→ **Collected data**
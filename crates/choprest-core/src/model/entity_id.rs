// ── Core identity type ──
//
// Restaurants are keyed by the server's numeric primary key. Wrapping it
// keeps ids from being confused with counts, zoom levels or marker handles.

use serde::{Deserialize, Serialize};
use std::fmt;
use std::num::ParseIntError;
use std::str::FromStr;

/// Canonical identifier for a restaurant (or any other renderable entity).
#[derive(Debug, Clone, Copy, PartialEq, Eq, Hash, PartialOrd, Ord, Serialize, Deserialize)]
#[serde(transparent)]
pub struct EntityId(i64);

impl EntityId {
    pub const fn new(raw: i64) -> Self {
        Self(raw)
    }

    pub const fn get(self) -> i64 {
        self.0
    }
}

impl fmt::Display for EntityId {
    fn fmt(&self, f: &mut fmt::Formatter<'_>) -> fmt::Result {
        write!(f, "{}", self.0)
    }
}

impl FromStr for EntityId {
    type Err = ParseIntError;

    fn from_str(s: &str) -> Result<Self, Self::Err> {
        s.trim().parse().map(Self)
    }
}

impl From<i64> for EntityId {
    fn from(raw: i64) -> Self {
        Self(raw)
    }
}
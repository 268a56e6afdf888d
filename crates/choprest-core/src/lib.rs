//! Map and marker synchronization engine for the choprest restaurant client.
//!
//! Sits between `choprest-api` and the front ends (CLI, embedding views):
//!
//! - **[`MapSession`]**: Lifecycle facade for one map view. Loads the SDK,
//!   mounts the surface, and runs a single task that serializes result-list
//!   changes, selections and marker clicks. Exposes the map status, the
//!   selected entity, and the nearby / locate / zoom controls.
//!
//! - **[`MapProviderLoader`]**: Single-flight bootstrap of the mapping SDK:
//!   key validation, script injection, and bounded readiness polling.
//!
//! - **[`MarkerSet`]**: The markers and the one info overlay on a
//!   [`MapSurface`]. Bulk replace, single replace with a staged zoom, and
//!   clear, each tearing down the previous generation first.
//!
//! - **[`ModeController`]**: `Auto` mirrors the result list, `Manual` pins
//!   one selected entity and ignores list changes until released.
//!
//! - **[`ResultStore`]**: Watch-channel storage for search results and the
//!   filtered view the map mirrors, with [`ResultStream`] subscriptions.
//!
//! - **[`geo`]**: Haversine distance and radius filtering.
//!
//! - **[`sdk`]**: The [`MapSdk`] seam and [`HeadlessSdk`], an in-memory
//!   implementation for terminals and tests.

pub mod catalog;
pub mod config;
pub mod convert;
pub mod error;
pub mod geo;
pub mod geolocation;
pub mod loader;
pub mod markers;
pub mod mode;
pub mod model;
pub mod sdk;
pub mod session;
pub mod store;
pub mod stream;
pub mod surface;

// ── Primary re-exports ──────────────────────────────────────────────
pub use catalog::RestaurantCatalog;
pub use config::{CatalogConfig, MapConfig, PollConfig, ZoomLevels};
pub use error::{CoreError, GeolocationError, LoadError, MapError, MarkerCreationError};
pub use geo::{Located, distance_meters, near_by};
pub use geolocation::{GeolocationOptions, Geolocator, StaticGeolocator};
pub use loader::{LoaderState, MapHandle, MapProviderLoader};
pub use markers::MarkerSet;
pub use mode::{ModeController, ModeState};
pub use sdk::{HeadlessSdk, MapSdk};
pub use session::{MapSession, MapStatus};
pub use store::ResultStore;
pub use stream::{ResultFilter, ResultStream, unique_regions};
pub use surface::MapSurface;

pub use model::{
    DisplayFields, EntityId, GeoPoint, MarkerRecord, Restaurant, RestaurantStatus, ServiceFlags, ServiceKind,
};
//! Restaurant catalog command handlers.

use tabled::Tabled;

use choprest_core::{Restaurant, RestaurantCatalog, unique_regions};

use crate::cli::{FilterArgs, GlobalOpts, RestaurantsArgs, RestaurantsCommand};
use crate::error::CliError;
use crate::output::{self, Painter};

use super::util;

// ── Table row ───────────────────────────────────────────────────────

#[derive(Tabled)]
pub(crate) struct RestaurantRow {
    #[tabled(rename = "ID")]
    id: String,
    #[tabled(rename = "Name")]
    name: String,
    #[tabled(rename = "Region")]
    region: String,
    #[tabled(rename = "Status")]
    status: String,
    #[tabled(rename = "Menu")]
    menu: String,
    #[tabled(rename = "Services")]
    services: String,
}

impl RestaurantRow {
    pub(crate) fn new(r: &Restaurant, painter: Painter) -> Self {
        Self {
            id: r.id.to_string(),
            name: r.display_name(),
            region: r.region.clone().unwrap_or_default(),
            status: painter.status(&r.status),
            menu: r.main_menu.clone().unwrap_or_default(),
            services: util::services_summary(r),
        }
    }
}

fn detail(r: &Restaurant, painter: Painter) -> String {
    let heading = painter.heading(&r.display_name());
    let body = output::detail_block(
        painter,
        &[
            ("ID", Some(r.id.to_string())),
            ("Status", Some(painter.status(&r.status))),
            ("Region", r.region.clone()),
            ("Address", r.road_address.clone()),
            ("Menu", r.main_menu.clone()),
            ("Hours", r.opening_hours.clone()),
            ("Services", Some(util::services_summary(r))),
            ("Tags", Some(r.hashtags.join(" "))),
            ("Position", Some(util::position_label(r.position))),
        ],
    );
    format!("{heading}\n{body}")
}

// ── Handler ─────────────────────────────────────────────────────────

pub async fn handle(
    catalog: &RestaurantCatalog,
    args: RestaurantsArgs,
    global: &GlobalOpts,
) -> Result<(), CliError> {
    let painter = Painter::new(&global.color);

    match args.command {
        RestaurantsCommand::List { filter, regions } => {
            let all = catalog.all().await?;
            if regions {
                let out = output::render_list(
                    &global.output,
                    &unique_regions(&all),
                    |region| RegionRow {
                        region: region.clone(),
                    },
                    Clone::clone,
                )?;
                output::print_output(&out, global.quiet);
                return Ok(());
            }
            print_restaurants(&apply(&filter, &all), painter, global)
        }

        RestaurantsCommand::Search {
            keyword,
            by_name,
            filter,
        } => {
            let found = if by_name {
                catalog.search_by_name(&keyword).await?
            } else {
                catalog.search(&keyword).await?
            };
            tracing::debug!(keyword = %keyword, hits = found.len(), "search finished");
            print_restaurants(&apply(&filter, &found), painter, global)
        }

        RestaurantsCommand::Get { id } => {
            let restaurant = catalog.get(id).await?;
            let out = output::render_single(
                &global.output,
                &restaurant,
                |r| detail(r, painter),
                |r| r.id.to_string(),
            )?;
            output::print_output(&out, global.quiet);
            Ok(())
        }
    }
}

#[derive(Tabled)]
struct RegionRow {
    #[tabled(rename = "Region")]
    region: String,
}

fn apply(args: &FilterArgs, restaurants: &[Restaurant]) -> Vec<Restaurant> {
    util::build_filter(args).apply(restaurants)
}

fn print_restaurants(
    restaurants: &[Restaurant],
    painter: Painter,
    global: &GlobalOpts,
) -> Result<(), CliError> {
    let out = output::render_list(
        &global.output,
        restaurants,
        |r| RestaurantRow::new(r, painter),
        |r| r.id.to_string(),
    )?;
    output::print_output(&out, global.quiet);
    Ok(())
}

→ **ASSIGNMENT**
After reading the lines above, reproduce them all exactly.

→ **ANSWER SECTION**
filename crates/choprest-core/src/model/entity_id.rs
// ── Core identity type ──
//
// Restaurants are keyed by the server's numeric primary key. Wrapping it
// keeps ids from being confused with counts, zoom levels or marker handles.

use serde::{Deserialize, Serialize};
use std::fmt;
use std::num::ParseIntError;
use std::str::FromStr;

/// Canonical identifier for a restaurant (or any other renderable entity).
#[derive(Debug, Clone, Copy, PartialEq, Eq, Hash, PartialOrd, Ord, Serialize, Deserialize)]
#[serde(transparent)]
pub struct EntityId(i64);

impl EntityId {
    pub const fn new(raw: i64) -> Self {
        Self(raw)
    }

    pub const fn get(self) -> i64 {
        self.0
    }
}

impl fmt::Display for EntityId {
    fn fmt(&self, f: &mut fmt::Formatter<'_>) -> fmt::Result {
        write!(f, "{}", self.0)
    }
}

impl FromStr for EntityId {
    type Err = ParseIntError;

    fn from_str(s: &str) -> Result<Self, Self::Err> {
        s.trim().parse().map(Self)
    }
}

impl From<i64> for EntityId {
    fn from(raw: i64) -> Self {
        Self(raw)
    }
}
repository 268a56e6afdf888d
filename crates/choprest-core/src/lib.rs
//! Map and marker synchronization engine for the choprest restaurant client.
//!
//! Sits between `choprest-api` and the front ends (CLI, embedding views):
//!
//! - **[`MapSession`]**: Lifecycle facade for one map view. Loads the SDK,
//!   mounts the surface, and runs a single task that serializes result-list
//!   changes, selections and marker clicks. Exposes the map status, the
//!   selected entity, and the nearby / locate / zoom controls.
//!
//! - **[`MapProviderLoader`]**: Single-flight bootstrap of the mapping SDK:
//!   key validation, script injection, and bounded readiness polling.
//!
//! - **[`MarkerSet`]**: The markers and the one info overlay on a
//!   [`MapSurface`]. Bulk replace, single replace with a staged zoom, and
//!   clear, each tearing down the previous generation first.
//!
//! - **[`ModeController`]**: `Auto` mirrors the result list, `Manual` pins
//!   one selected entity and ignores list changes until released.
//!
//! - **[`ResultStore`]**: Watch-channel storage for search results and the
//!   filtered view the map mirrors, with [`ResultStream`] subscriptions.
//!
//! - **[`geo`]**: Haversine distance and radius filtering.
//!
//! - **[`sdk`]**: The [`MapSdk`] seam and [`HeadlessSdk`], an in-memory
//!   implementation for terminals and tests.

pub mod catalog;
pub mod config;
pub mod convert;
pub mod error;
pub mod geo;
pub mod geolocation;
pub mod loader;
pub mod markers;
pub mod mode;
pub mod model;
pub mod sdk;
pub mod session;
pub mod store;
pub mod stream;
pub mod surface;

// ── Primary re-exports ──────────────────────────────────────────────
pub use catalog::RestaurantCatalog;
pub use config::{CatalogConfig, MapConfig, PollConfig, ZoomLevels};
pub use error::{CoreError, GeolocationError, LoadError, MapError, MarkerCreationError};
pub use geo::{Located, distance_meters, near_by};
pub use geolocation::{GeolocationOptions, Geolocator, StaticGeolocator};
pub use loader::{LoaderState, MapHandle, MapProviderLoader};
pub use markers::MarkerSet;
pub use mode::{ModeController, ModeState};
pub use sdk::{HeadlessSdk, MapSdk};
pub use session::{MapSession, MapStatus};
pub use store::ResultStore;
pub use stream::{ResultFilter, ResultStream, unique_regions};
pub use surface::MapSurface;

pub use model::{
    DisplayFields, EntityId, GeoPoint, MarkerRecord, Restaurant, RestaurantStatus, ServiceFlags, ServiceKind,
};
//! Restaurant catalog command handlers.

use tabled::Tabled;

use choprest_core::{Restaurant, RestaurantCatalog, unique_regions};

use crate::cli::{FilterArgs, GlobalOpts, RestaurantsArgs, RestaurantsCommand};
use crate::error::CliError;
use crate::output::{self, Painter};

use super::util;

// ── Table row ───────────────────────────────────────────────────────

#[derive(Tabled)]
pub(crate) struct RestaurantRow {
    #[tabled(rename = "ID")]
    id: String,
    #[tabled(rename = "Name")]
    name: String,
    #[tabled(rename = "Region")]
    region: String,
    #[tabled(rename = "Status")]
    status: String,
    #[tabled(rename = "Menu")]
    menu: String,
    #[tabled(rename = "Services")]
    services: String,
}

impl RestaurantRow {
    pub(crate) fn new(r: &Restaurant, painter: Painter) -> Self {
        Self {
            id: r.id.to_string(),
            name: r.display_name(),
            region: r.region.clone().unwrap_or_default(),
            status: painter.status(&r.status),
            menu: r.main_menu.clone().unwrap_or_default(),
            services: util::services_summary(r),
        }
    }
}

fn detail(r: &Restaurant, painter: Painter) -> String {
    let heading = painter.heading(&r.display_name());
    let body = output::detail_block(
        painter,
        &[
            ("ID", Some(r.id.to_string())),
            ("Status", Some(painter.status(&r.status))),
            ("Region", r.region.clone()),
            ("Address", r.road_address.clone()),
            ("Menu", r.main_menu.clone()),
            ("Hours", r.opening_hours.clone()),
            ("Services", Some(util::services_summary(r))),
            ("Tags", Some(r.hashtags.join(" "))),
            ("Position", Some(util::position_label(r.position))),
        ],
    );
    format!("{heading}\n{body}")
}

// ── Handler ─────────────────────────────────────────────────────────

pub async fn handle(
    catalog: &RestaurantCatalog,
    args: RestaurantsArgs,
    global: &GlobalOpts,
) -> Result<(), CliError> {
    let painter = Painter::new(&global.color);

    match args.command {
        RestaurantsCommand::List { filter, regions } => {
            let all = catalog.all().await?;
            if regions {
                let out = output::render_list(
                    &global.output,
                    &unique_regions(&all),
                    |region| RegionRow {
                        region: region.clone(),
                    },
                    Clone::clone,
                )?;
                output::print_output(&out, global.quiet);
                return Ok(());
            }
            print_restaurants(&apply(&filter, &all), painter, global)
        }

        RestaurantsCommand::Search {
            keyword,
            by_name,
            filter,
        } => {
            let found = if by_name {
                catalog.search_by_name(&keyword).await?
            } else {
                catalog.search(&keyword).await?
            };
            tracing::debug!(keyword = %keyword, hits = found.len(), "search finished");
            print_restaurants(&apply(&filter, &found), painter, global)
        }

        RestaurantsCommand::Get { id } => {
            let restaurant = catalog.get(id).await?;
            let out = output::render_single(
                &global.output,
                &restaurant,
                |r| detail(r, painter),
                |r| r.id.to_string(),
            )?;
            output::print_output(&out, global.quiet);
            Ok(())
        }
    }
}

#[derive(Tabled)]
struct RegionRow {
    #[tabled(rename = "Region")]
    region: String,
}

fn apply(args: &FilterArgs, restaurants: &[Restaurant]) -> Vec<Restaurant> {
    util::build_filter(args).apply(restaurants)
}

fn print_restaurants(
    restaurants: &[Restaurant],
    painter: Painter,
    global: &GlobalOpts,
) -> Result<(), CliError> {
    let out = output::render_list(
        &global.output,
        restaurants,
        |r| RestaurantRow::new(r, painter),
        |r| r.id.to_string(),
    )?;
    output::print_output(&out, global.quiet);
    Ok(())
}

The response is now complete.